YOUR ASSIGNMENT => This exercise calls for an exact copy of the data below.

----- DATA FOR THIS EXERCISE

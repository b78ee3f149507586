//! Filename parsing for the `__N_` order-prefix convention.
//!
//! A full-resolution file may carry an explicit sort position as a prefix:
//! `__12_sunset.jpg` sorts as 12 and is published as `sunset.jpg`. The prefix
//! is stripped for every purpose other than ordering: derived asset paths,
//! URLs, captions and filters all see the stripped name.
//!
//! - `__2_b.jpg` → number=Some(2), name="b.jpg"
//! - `__0_first.jpg` → number=Some(0), name="first.jpg"
//! - `c.jpg` → number=None, name="c.jpg"
//! - `__x_c.jpg` → number=None, name="__x_c.jpg" (not a valid prefix)
//! - `__99999999999999999999_d.jpg` → number=Some(u64::MAX), name="d.jpg"

/// Result of parsing a basename like `__12_sunset.jpg`.
#[derive(Debug, Clone, PartialEq)]
pub struct ParsedName {
    /// Order number if a valid prefix is present.
    pub number: Option<u64>,
    /// Basename with the prefix removed. For unprefixed names, the full input.
    pub name: String,
}

/// Parse a basename following the `__N_name` convention.
pub fn parse_order_prefix(basename: &str) -> ParsedName {
    if let Some(rest) = basename.strip_prefix("__") {
        if let Some(underscore) = rest.find('_') {
            let digits = &rest[..underscore];
            if !digits.is_empty() && digits.bytes().all(|b| b.is_ascii_digit()) {
                // Out-of-range numbers still count as a prefix; they sort last.
                let num = digits.parse::<u64>().unwrap_or(u64::MAX);
                return ParsedName {
                    number: Some(num),
                    name: rest[underscore + 1..].to_string(),
                };
            }
        }
    }
    ParsedName {
        number: None,
        name: basename.to_string(),
    }
}

/// Strip the order prefix from the last component of a `/`-separated path.
///
/// Only the basename is touched; directory components keep any `__N_`
/// text they happen to contain.
pub fn strip_order_prefix(path: &str) -> String {
    match path.rsplit_once('/') {
        Some((dir, base)) => format!("{}/{}", dir, parse_order_prefix(base).name),
        None => parse_order_prefix(path).name,
    }
}

/// The last `/`-separated component of a path string.
pub fn basename(path: &str) -> &str {
    path.rsplit_once('/').map(|(_, base)| base).unwrap_or(path)
}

----------

RESPONSE AREA =>
repository b78ee3f149507586
//! Filename parsing for the `__N_` order-prefix convention.
//!
//! A full-resolution file may carry an explicit sort position as a prefix:
//! `__12_sunset.jpg` sorts as 12 and is published as `sunset.jpg`. The prefix
//! is stripped for every purpose other than ordering: derived asset paths,
//! URLs, captions and filters all see the stripped name.
//!
//! - `__2_b.jpg` → number=Some(2), name="b.jpg"
//! - `__0_first.jpg` → number=Some(0), name="first.jpg"
//! - `c.jpg` → number=None, name="c.jpg"
//! - `__x_c.jpg` → number=None, name="__x_c.jpg" (not a valid prefix)
//! - `__99999999999999999999_d.jpg` → number=Some(u64::MAX), name="d.jpg"

/// Result of parsing a basename like `__12_sunset.jpg`.
#[derive(Debug, Clone, PartialEq)]
pub struct ParsedName {
    /// Order number if a valid prefix is present.
    pub number: Option<u64>,
    /// Basename with the prefix removed. For unprefixed names, the full input.
    pub name: String,
}

/// Parse a basename following the `__N_name` convention.
pub fn parse_order_prefix(basename: &str) -> ParsedName {
    if let Some(rest) = basename.strip_prefix("__") {
        if let Some(underscore) = rest.find('_') {
            let digits = &rest[..underscore];
            if !digits.is_empty() && digits.bytes().all(|b| b.is_ascii_digit()) {
                // Out-of-range numbers still count as a prefix; they sort last.
                let num = digits.parse::<u64>().unwrap_or(u64::MAX);
                return ParsedName {
                    number: Some(num),
                    name: rest[underscore + 1..].to_string(),
                };
            }
        }
    }
    ParsedName {
        number: None,
        name: basename.to_string(),
    }
}

/// Strip the order prefix from the last component of a `/`-separated path.
///
/// Only the basename is touched; directory components keep any `__N_`
/// text they happen to contain.
pub fn strip_order_prefix(path: &str) -> String {
    match path.rsplit_once('/') {
        Some((dir, base)) => format!("{}/{}", dir, parse_order_prefix(base).name),
        None => parse_order_prefix(path).name,
    }
}

/// The last `/`-separated component of a path string.
pub fn basename(path: &str) -> &str {
    path.rsplit_once('/').map(|(_, base)| base).unwrap_or(path)
}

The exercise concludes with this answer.